My most important goal is to keep my energy as, light and flowing as possible. This sounds esoteric and somewhat comical when I read it back but let me try to explain…

In order for me to show up and move forward in life, in order to be effective and loving, kind and responsible, respectful and confident, calm and regulated enough to be goal oriented, I know I need to take care of my own personal energy. I know this better than I know anything. I absolutely must take charge of this first.

Circumstances don”t determine who or how I want to show up as in my life. Ideal events come and go. Life is fun and then it’s not and then it is and then not. Whenever I let things effect me, usually not intentionally, but when I don’t put my hand up and say no, I lose my way.

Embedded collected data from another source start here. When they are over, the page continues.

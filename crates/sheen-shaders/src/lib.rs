//! GLSL sources and shader templates for the sheen PBR toolkit.
//!
//! The sources are embedded at compile time. Hosts that compile shaders from
//! files get them through [`ShaderLibrary`]; custom code is spliced in at
//! named slots (see [`template`]).

pub mod error;
pub mod library;
pub mod template;

pub use error::{Result, ShaderError};
pub use library::{
    CleanupReport, CustomCode, Program, ProgramPaths, ShaderLibrary, ShaderSource, ShaderStage,
    ALL_SOURCES,
};
pub use template::{ShaderTemplate, SlotFills, SLOT_PRAGMA};
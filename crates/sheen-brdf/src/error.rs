//! LUT generation errors.

use std::path::PathBuf;

use thiserror::Error;

/// Errors that can occur while generating or persisting a BRDF LUT.
#[derive(Error, Debug)]
pub enum LutError {
    /// The input image does not exist.
    #[error("Input image not found: {}", .0.display())]
    MissingInput(PathBuf),

    /// The input image exists but could not be decoded.
    #[error("Failed to decode {}: {source}", path.display())]
    Decode {
        path: PathBuf,
        #[source]
        source: image::ImageError,
    },

    /// Output dimensions are zero or overflow the texel buffer.
    #[error("Invalid LUT size {width}x{height}")]
    InvalidSize { width: u32, height: u32 },

    /// The output path has no recognizable image extension.
    #[error("Unsupported output format: {}", .0.display())]
    UnsupportedFormat(PathBuf),

    /// Encoding or writing the output image failed.
    #[error("Failed to save {}: {source}", path.display())]
    Save {
        path: PathBuf,
        #[source]
        source: image::ImageError,
    },

    /// I/O error
    #[error("I/O error: {0}")]
    Io(#[from] std::io::Error),
}

/// Result type alias.
pub type Result<T> = std::result::Result<T, LutError>;
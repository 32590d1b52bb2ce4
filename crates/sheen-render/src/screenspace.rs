//! Screen-space post chain: SSAO, SSR, bloom and color grading.
//!
//! The scene is redirected into offscreen color, depth and normal textures,
//! and a full-screen quad running `screenspace_f.frag` composites them.

use glam::{Vec2, Vec3};
use serde::{Deserialize, Serialize};
use sheen_core::Error as CoreError;
use sheen_shaders::{Program, ShaderLibrary};
use tracing::{debug, info};

use crate::error::Result;
use crate::host::{NodeId, RenderHost, SceneCapture, ShaderFlags};

/// Loop bounds compiled into the composite shader.
pub const MAX_SSAO_SAMPLES: u32 = 64;
pub const MAX_SSR_SAMPLES: u32 = 256;
pub const MAX_BLOOM_SAMPLES: u32 = 32;

#[derive(Debug, Clone, Copy, PartialEq, Serialize, Deserialize)]
#[serde(default)]
pub struct BloomSettings {
    pub enabled: bool,
    pub intensity: f32,
    /// Luminance above which pixels bloom.
    pub threshold: f32,
    /// Blur tap spacing in pixels.
    pub blur_width: f32,
    pub samples: u32,
}

impl Default for BloomSettings {
    fn default() -> Self {
        Self {
            enabled: true,
            intensity: 0.5,
            threshold: 0.7,
            blur_width: 1.5,
            samples: 8,
        }
    }
}

#[derive(Debug, Clone, Copy, PartialEq, Serialize, Deserialize)]
#[serde(default)]
pub struct SsrSettings {
    pub enabled: bool,
    pub intensity: f32,
    /// View-space march distance per step.
    pub step: f32,
    pub fresnel_pow: f32,
    pub samples: u32,
    /// Depth difference accepted as a hit.
    pub reflection_threshold: f32,
}

impl Default for SsrSettings {
    fn default() -> Self {
        Self {
            enabled: true,
            intensity: 0.5,
            step: 0.04,
            fresnel_pow: 3.0,
            samples: 128,
            reflection_threshold: 0.05,
        }
    }
}

#[derive(Debug, Clone, Copy, PartialEq, Serialize, Deserialize)]
#[serde(default)]
pub struct SsaoSettings {
    pub enabled: bool,
    pub samples: u32,
    pub radius: f32,
    pub strength: f32,
}

impl Default for SsaoSettings {
    fn default() -> Self {
        Self {
            enabled: true,
            samples: 16,
            radius: 0.5,
            strength: 1.0,
        }
    }
}

/// Final color grading. Disabled grading binds the identity.
#[derive(Debug, Clone, Copy, PartialEq, Serialize, Deserialize)]
#[serde(default)]
pub struct ColorGrading {
    pub enabled: bool,
    /// Hue, saturation and value multipliers.
    pub hsv_scale: [f32; 3],
    pub exposure: f32,
    pub gamma: f32,
}

impl Default for ColorGrading {
    fn default() -> Self {
        Self {
            enabled: true,
            hsv_scale: [1.0, 1.0, 1.0],
            exposure: 1.0,
            gamma: 1.0,
        }
    }
}

/// Settings for the whole post chain.
#[derive(Debug, Clone, Copy, PartialEq, Default, Serialize, Deserialize)]
#[serde(default)]
pub struct ScreenSpaceSettings {
    pub bloom: BloomSettings,
    pub ssr: SsrSettings,
    pub ssao: SsaoSettings,
    pub grading: ColorGrading,
}

fn check_float(name: &str, value: f32) -> std::result::Result<(), CoreError> {
    if value.is_finite() && value >= 0.0 {
        Ok(())
    } else {
        Err(CoreError::OutOfRange(format!("{name} = {value}")))
    }
}

fn check_samples(name: &str, value: u32, max: u32) -> std::result::Result<(), CoreError> {
    if value <= max {
        Ok(())
    } else {
        Err(CoreError::OutOfRange(format!("{name} = {value} (max {max})")))
    }
}

impl ScreenSpaceSettings {
    pub fn new() -> Self {
        Self::default()
    }

    /// Turn every effect off.
    #[must_use]
    pub fn disabled() -> Self {
        let mut settings = Self::default();
        settings.bloom.enabled = false;
        settings.ssr.enabled = false;
        settings.ssao.enabled = false;
        settings.grading.enabled = false;
        settings
    }

    #[must_use]
    pub fn with_bloom(mut self, bloom: BloomSettings) -> Self {
        self.bloom = bloom;
        self
    }

    #[must_use]
    pub fn with_ssr(mut self, ssr: SsrSettings) -> Self {
        self.ssr = ssr;
        self
    }

    #[must_use]
    pub fn with_ssao(mut self, ssao: SsaoSettings) -> Self {
        self.ssao = ssao;
        self
    }

    #[must_use]
    pub fn with_grading(mut self, grading: ColorGrading) -> Self {
        self.grading = grading;
        self
    }

    /// Reject values the composite shader cannot handle.
    pub fn validate(&self) -> std::result::Result<(), CoreError> {
        let Self {
            bloom,
            ssr,
            ssao,
            grading,
        } = self;
        check_float("bloom.intensity", bloom.intensity)?;
        check_float("bloom.threshold", bloom.threshold)?;
        check_float("bloom.blur_width", bloom.blur_width)?;
        check_samples("bloom.samples", bloom.samples, MAX_BLOOM_SAMPLES)?;
        check_float("ssr.intensity", ssr.intensity)?;
        check_float("ssr.fresnel_pow", ssr.fresnel_pow)?;
        check_float("ssr.reflection_threshold", ssr.reflection_threshold)?;
        check_samples("ssr.samples", ssr.samples, MAX_SSR_SAMPLES)?;
        if ssr.enabled && !(ssr.step.is_finite() && ssr.step > 0.0) {
            return Err(CoreError::OutOfRange(format!("ssr.step = {}", ssr.step)));
        }
        check_float("ssao.radius", ssao.radius)?;
        check_float("ssao.strength", ssao.strength)?;
        check_samples("ssao.samples", ssao.samples, MAX_SSAO_SAMPLES)?;
        for (channel, value) in ["hue", "saturation", "value"].iter().zip(grading.hsv_scale) {
            check_float(&format!("grading.hsv_scale.{channel}"), value)?;
        }
        check_float("grading.exposure", grading.exposure)?;
        if grading.enabled && !(grading.gamma.is_finite() && grading.gamma > 0.0) {
            return Err(CoreError::OutOfRange(format!(
                "grading.gamma = {}",
                grading.gamma
            )));
        }
        Ok(())
    }

    /// Bind every setting on `node`; disabled effects bind zero intensity
    /// and zero samples.
    pub fn bind(&self, host: &mut dyn RenderHost, node: NodeId) {
        let on = |enabled: bool, value: f32| if enabled { value } else { 0.0 };
        let samples = |enabled: bool, value: u32| {
            if enabled {
                i32::try_from(value).unwrap_or(i32::MAX)
            } else {
                0
            }
        };

        let bloom = &self.bloom;
        host.set_shader_input(node, "bloom_intensity", on(bloom.enabled, bloom.intensity).into());
        host.set_shader_input(node, "bloom_threshold", bloom.threshold.into());
        host.set_shader_input(node, "bloom_blur_width", bloom.blur_width.into());
        host.set_shader_input(node, "bloom_samples", samples(bloom.enabled, bloom.samples).into());

        let ssr = &self.ssr;
        host.set_shader_input(node, "ssr_intensity", on(ssr.enabled, ssr.intensity).into());
        host.set_shader_input(node, "ssr_step", ssr.step.into());
        host.set_shader_input(node, "ssr_fresnel_pow", ssr.fresnel_pow.into());
        host.set_shader_input(node, "ssr_samples", samples(ssr.enabled, ssr.samples).into());
        host.set_shader_input(node, "reflection_threshold", ssr.reflection_threshold.into());

        let ssao = &self.ssao;
        host.set_shader_input(node, "ssao_samples", samples(ssao.enabled, ssao.samples).into());
        host.set_shader_input(node, "ssao_radius", ssao.radius.into());
        host.set_shader_input(node, "ssao_strength", on(ssao.enabled, ssao.strength).into());

        let grading = if self.grading.enabled {
            self.grading
        } else {
            ColorGrading::default()
        };
        host.set_shader_input(node, "hsv_scale", Vec3::from(grading.hsv_scale).into());
        host.set_shader_input(node, "exposure", grading.exposure.into());
        host.set_shader_input(node, "gamma", grading.gamma.into());
    }
}

/// The composite quad and the captures it reads.
#[derive(Debug, Clone, Copy)]
pub struct ScreenSpaceChain {
    quad: NodeId,
    capture: SceneCapture,
}

impl ScreenSpaceChain {
    /// Export the composite shader, capture the scene and build the quad.
    pub fn build(
        host: &mut dyn RenderHost,
        library: &ShaderLibrary,
        settings: &ScreenSpaceSettings,
    ) -> Result<Self> {
        settings.validate()?;
        let paths = library.export_program(Program::ScreenSpace)?;
        let capture = host.render_scene_into()?;
        let quad = host.create_filter_quad(&capture)?;
        let shader = host.load_shader(&paths.vertex, &paths.fragment)?;
        host.set_shader(quad, shader, ShaderFlags::empty());

        host.set_shader_input(quad, "screen_texture", capture.color.into());
        host.set_shader_input(quad, "depth_texture", capture.depth.into());
        host.set_shader_input(quad, "normal_texture", capture.aux.into());
        host.set_shader_input(
            quad,
            "screen_size",
            Vec2::new(capture.width as f32, capture.height as f32).into(),
        );
        settings.bind(host, quad);

        let chain = Self { quad, capture };
        chain.update(host);
        info!(
            "Screen-space chain ready at {}x{}",
            capture.width, capture.height
        );
        Ok(chain)
    }

    pub const fn quad(&self) -> NodeId {
        self.quad
    }

    pub const fn capture(&self) -> &SceneCapture {
        &self.capture
    }

    /// Rebind settings after a change.
    pub fn apply_settings(
        &self,
        host: &mut dyn RenderHost,
        settings: &ScreenSpaceSettings,
    ) -> Result<()> {
        settings.validate()?;
        settings.bind(host, self.quad);
        debug!("Rebound screen-space settings");
        Ok(())
    }

    /// Bind the active camera's projection and its inverse.
    pub fn update(&self, host: &mut dyn RenderHost) {
        let camera = host.camera();
        host.set_shader_input(self.quad, "proj_mat", camera.projection_matrix().into());
        host.set_shader_input(
            self.quad,
            "inv_proj_mat",
            camera.inverse_projection_matrix().into(),
        );
    }
}

#[cfg(test)]
mod tests {
    use super::*;

    #[test]
    fn defaults_validate() {
        ScreenSpaceSettings::default().validate().unwrap();
        ScreenSpaceSettings::disabled().validate().unwrap();
    }

    #[test]
    fn sample_counts_are_bounded_by_shader_loops() {
        let settings = ScreenSpaceSettings::new().with_ssao(SsaoSettings {
            samples: MAX_SSAO_SAMPLES + 1,
            ..SsaoSettings::default()
        });
        assert!(matches!(
            settings.validate(),
            Err(CoreError::OutOfRange(message)) if message.starts_with("ssao.samples")
        ));
    }

    #[test]
    fn zero_gamma_is_rejected_only_when_grading() {
        let grading = ColorGrading {
            gamma: 0.0,
            ..ColorGrading::default()
        };
        assert!(ScreenSpaceSettings::new()
            .with_grading(grading)
            .validate()
            .is_err());
        let off = ColorGrading {
            enabled: false,
            ..grading
        };
        assert!(ScreenSpaceSettings::new().with_grading(off).validate().is_ok());
    }

    #[test]
    fn negative_intensity_is_rejected() {
        let bloom = BloomSettings {
            intensity: -1.0,
            ..BloomSettings::default()
        };
        assert!(ScreenSpaceSettings::new().with_bloom(bloom).validate().is_err());
    }
}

Getting lost in emotional reactions to situations can and has sidelined me. I’m an artist, I’m unfortunately or fortunately an emotional rainbow. I feel deeply, I can’t help that, but I can and am constantly learning how to check myself. This is important.

Saying no has not been my favorite. I prefer yeses. Lately what I’m learning, is that I must say no in order to regulate at times. No to certain thoughts, or conversations. No to certain foods or activities. No to too much sitting, no to ruminating on subjects. No to prolonged involvement in any negativity. I say at times because if I’m feeling intuitive, these aren’t absolute nos, I can absorb some negativity, I can have a hard conversation, I can eat a donut, I just need to balance myself out. Just knowing I have some power to affect my own energy feels good to me.

There was a time when I thought it was the circumstances that I was supposed to change or fix. I thought I had to make the situation better, change something external in order to feel better. It does look like that, so no wonder, but what I’ve learned is that it comes down to me. I can have light upbeat energy no matter what is going on outside of myself. I can take an emotional hit and shake it off. I can balance and regulate. I’m not, it turns out, at the mercy of anything. This gives saying no a new twist. Energically, it makes good sense. Cheers to me saying ‘No’ more often.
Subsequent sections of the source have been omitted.